La muchedumbre aclamaba vítores para despedir a los soldados. 
Una mujer joven y muy seria los miraba irse, su esposo el alcalde Fernán López de Trillo, la abrazó y antes de montarse en su cabalgadura le dijo: 
Mi señora Ximena, quedáis encomendada del gobierno de Ávila.

Al pasar el último de los soldados, la gobernadora Ximena Blázquez habló por fin para decirles a, las mujeres, los ancianos y los niños, que se dispersaran y se ocuparan de sus quehaceres cotidianos.

Los tres niños que en realidad se llamaban Alonso, Teresa y Hernando también se separaron al llegar el medio día y también retornó el ciego a su esquina, sacando del hatillo su flauta y con una dulce melodía llenó su platillo con monedas de cobre.
Los días siguientes detrás de la cuidad amurallada se revistieron de la calma que suele preceder a una tormenta.
Ávila fronteriza entre reinos cristianos y moros era el plato suculento dispuesto a alternarse entre espadas y jinetas.
Suelen volar las noticias así que enterado de la ausencia de las tropas cristianas el Califato de Córdoba, decidió sitiar y conquistar esta ciudad ahora desvalida.
El Califa Hisham II señor todopoderoso de Córdoba, guardaba las apariencias del poder pero quien era su cerebro, su corazón y su brazo armado no era otro que su tutor, Almanzor.
La ocasión de conquistar Ávila nunca se presentó tan propicia.
El caudillo Almanzor envió un ejército al mando de Abdalla Alhanzen con ordenes de ocuparla.

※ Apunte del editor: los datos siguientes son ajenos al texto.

//! Mock key-value store
//!
//! Holds table rows in process memory. A store opened with a directory takes
//! an exclusive `LOCK` file there so two stores never share a path; the rows
//! themselves are never written to disk.

use std::collections::HashMap;
use std::fs::{self, OpenOptions};
use std::io::{ErrorKind, Write};
use std::path::{Path, PathBuf};
use std::sync::atomic::{AtomicBool, Ordering};

use parking_lot::{Mutex, RwLock};
use tracing::{debug, warn};

use super::error::{StorageError, StorageResult};
use crate::catalog::TableId;
use crate::config::StoreOptions;
use crate::executor::Row;

const LOCK_FILE: &str = "LOCK";

/// Rows and auto-increment counter of one table
#[derive(Debug, Default)]
pub struct TableData {
    pub rows: Vec<Row>,
    /// Last value handed out for the AUTO_INCREMENT column
    pub auto_increment: i64,
}

/// In-memory row storage
pub struct MockStore {
    path: Option<PathBuf>,
    lock_file: Mutex<Option<PathBuf>>,
    closed: AtomicBool,
    tables: RwLock<HashMap<TableId, TableData>>,
}

impl MockStore {
    /// Open a store. An absent path gives a purely ephemeral store.
    pub fn open(options: &StoreOptions) -> StorageResult<Self> {
        let lock_file = match options.path() {
            Some(dir) => Some(acquire_lock(dir)?),
            None => None,
        };

        debug!(path = ?options.path(), "mock store opened");

        Ok(MockStore {
            path: options.path().map(Path::to_path_buf),
            lock_file: Mutex::new(lock_file),
            closed: AtomicBool::new(false),
            tables: RwLock::new(HashMap::new()),
        })
    }

    pub fn path(&self) -> Option<&Path> {
        self.path.as_deref()
    }

    pub fn is_closed(&self) -> bool {
        self.closed.load(Ordering::Acquire)
    }

    pub fn ensure_open(&self) -> StorageResult<()> {
        if self.is_closed() {
            return Err(StorageError::Closed);
        }
        Ok(())
    }

    pub fn create_table(&self, id: TableId) -> StorageResult<()> {
        self.ensure_open()?;
        let mut tables = self.tables.write();
        if tables.contains_key(&id) {
            return Err(StorageError::TableExists(id));
        }
        tables.insert(id, TableData::default());
        Ok(())
    }

    /// Remove a table's rows; missing tables are ignored
    pub fn drop_table(&self, id: TableId) -> StorageResult<()> {
        self.ensure_open()?;
        self.tables.write().remove(&id);
        Ok(())
    }

    /// Remove all rows and reset the auto-increment counter
    pub fn truncate(&self, id: TableId) -> StorageResult<usize> {
        self.write(id, |data| {
            let removed = data.rows.len();
            data.rows.clear();
            data.auto_increment = 0;
            removed
        })
    }

    pub fn read<R>(&self, id: TableId, f: impl FnOnce(&TableData) -> R) -> StorageResult<R> {
        self.ensure_open()?;
        let tables = self.tables.read();
        let data = tables.get(&id).ok_or(StorageError::TableNotFound(id))?;
        Ok(f(data))
    }

    pub fn write<R>(
        &self,
        id: TableId,
        f: impl FnOnce(&mut TableData) -> R,
    ) -> StorageResult<R> {
        self.ensure_open()?;
        let mut tables = self.tables.write();
        let data = tables.get_mut(&id).ok_or(StorageError::TableNotFound(id))?;
        Ok(f(data))
    }

    /// Close the store, discarding all rows. Closing twice is a no-op.
    pub fn close(&self) -> StorageResult<()> {
        if self.closed.swap(true, Ordering::AcqRel) {
            return Ok(());
        }
        self.tables.write().clear();

        if let Some(lock) = self.lock_file.lock().take() {
            match fs::remove_file(&lock) {
                Ok(()) => {}
                Err(e) if e.kind() == ErrorKind::NotFound => {}
                Err(e) => return Err(e.into()),
            }
        }
        debug!(path = ?self.path, "mock store closed");
        Ok(())
    }
}

impl Drop for MockStore {
    fn drop(&mut self) {
        if let Err(e) = self.close() {
            warn!(error = %e, "failed to release mock store lock");
        }
    }
}

fn acquire_lock(dir: &Path) -> StorageResult<PathBuf> {
    fs::create_dir_all(dir)?;
    let lock = dir.join(LOCK_FILE);
    let mut file = match OpenOptions::new().write(true).create_new(true).open(&lock) {
        Ok(file) => file,
        Err(e) if e.kind() == ErrorKind::AlreadyExists => {
            return Err(StorageError::Locked(dir.to_path_buf()))
        }
        Err(e) => return Err(e.into()),
    };
    writeln!(file, "{}", std::process::id())?;
    Ok(lock)
}

#[cfg(test)]
mod tests {
    use super::*;
    use crate::executor::Datum;
    use tempfile::tempdir;

    #[test]
    fn test_ephemeral_store() {
        let store = MockStore::open(&StoreOptions::ephemeral()).unwrap();
        assert!(store.path().is_none());

        store.create_table(1).unwrap();
        store
            .write(1, |t| t.rows.push(vec![Datum::Int(1)]))
            .unwrap();
        assert_eq!(store.read(1, |t| t.rows.len()).unwrap(), 1);

        assert_eq!(store.truncate(1).unwrap(), 1);
        assert_eq!(store.read(1, |t| t.rows.len()).unwrap(), 0);
        assert!(matches!(
            store.create_table(1),
            Err(StorageError::TableExists(1))
        ));
    }

    #[test]
    fn test_closed_store_rejects_operations() {
        let store = MockStore::open(&StoreOptions::ephemeral()).unwrap();
        store.create_table(7).unwrap();
        store.close().unwrap();
        store.close().unwrap();

        assert!(store.is_closed());
        assert!(matches!(store.read(7, |_| ()), Err(StorageError::Closed)));
        assert!(matches!(store.create_table(8), Err(StorageError::Closed)));
    }

    #[test]
    fn test_directory_lock() {
        let dir = tempdir().unwrap();
        let options = StoreOptions::with_path(dir.path().join("db"));

        let first = MockStore::open(&options).unwrap();
        assert!(dir.path().join("db").join(LOCK_FILE).exists());
        assert!(matches!(
            MockStore::open(&options),
            Err(StorageError::Locked(_))
        ));

        first.close().unwrap();
        assert!(!dir.path().join("db").join(LOCK_FILE).exists());
        let second = MockStore::open(&options).unwrap();
        drop(second);
        assert!(!dir.path().join("db").join(LOCK_FILE).exists());
    }

    #[test]
    fn test_missing_table() {
        let store = MockStore::open(&StoreOptions::ephemeral()).unwrap();
        assert!(matches!(
            store.write(42, |_| ()),
            Err(StorageError::TableNotFound(42))
        ));
        store.drop_table(42).unwrap();
    }
}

Los pendones verdes y con medias lunas blancas, ondearon con viento a favor, de improviso una mañana, siendo los heraldos que desde la lejanía, alertaron a los habitantes de Ávila del peligro que aroximándose les amenazaba.
Ximena se encontraba en sus habitaciones cuando uno de los pocos escuderos que se había quedado, le notificó las malas nuevas.
Sígueme, ordenó Ximena al escudero y fue conminando a todos con los que se encontraban que mantuvieran la calma y fueran cerrando las puertas de la muralla.
Así se hizo; Ximena iba leyendo en todas la miradas el pánico y la sorpresa. 
Subió las escaleras hasta uno de los torreones de planta cuadrada de la puerta del Carmen, las sombras alargaban las almenas sobre la yerba. Desde allí comprobó como las huestes musulmanas ya se habían atrincherado a una prudencial distancia pero que seguirían avanzando.
El escudero permanecía a su lado, entonces ella le preguntó que cuántos escuderos se habían quedado a intramuros.
Unos treinta, respondió él.
Ximena bajó la cabeza y bajó los peldaños de la escalera mientras mujeres,  ancianos y  niños la miraban en silencio interrogantes.
Fue caminando lentamente hasta el centro de la plaza del ayuntamiento, ocultando sus manos en las mangas de su vestido, para que nadie percibiera el temblor de sus dedos.
No estoy dispuesta a entregar Ávila, les dijo.
Es imposible resistir, es una defensa suicida, respondió un anciano.
Tenemos a nuestro favor la altura y lo inexpugnable de nuestra muralla, podemos resistir hasta que vuelva nuestro ejército, le contestó Ximena.
Es imposible soportar un asedio, nuestro ejército ignora la situación y tampoco sabemos cuando volverán, no tenemos víveres ni agua suficiente para resistir, únicamente unos días. 
Los hemos visto desde los torreones, los musulmanes son un ejército numeroso, que podrían incluso escalar la muralla sin que pudiéramos apenas contenerles. Lo más razonable y por el bien de los ciudadanos, sería rendir la ciudad abriéndoles las puertas, aconsejó el anciano.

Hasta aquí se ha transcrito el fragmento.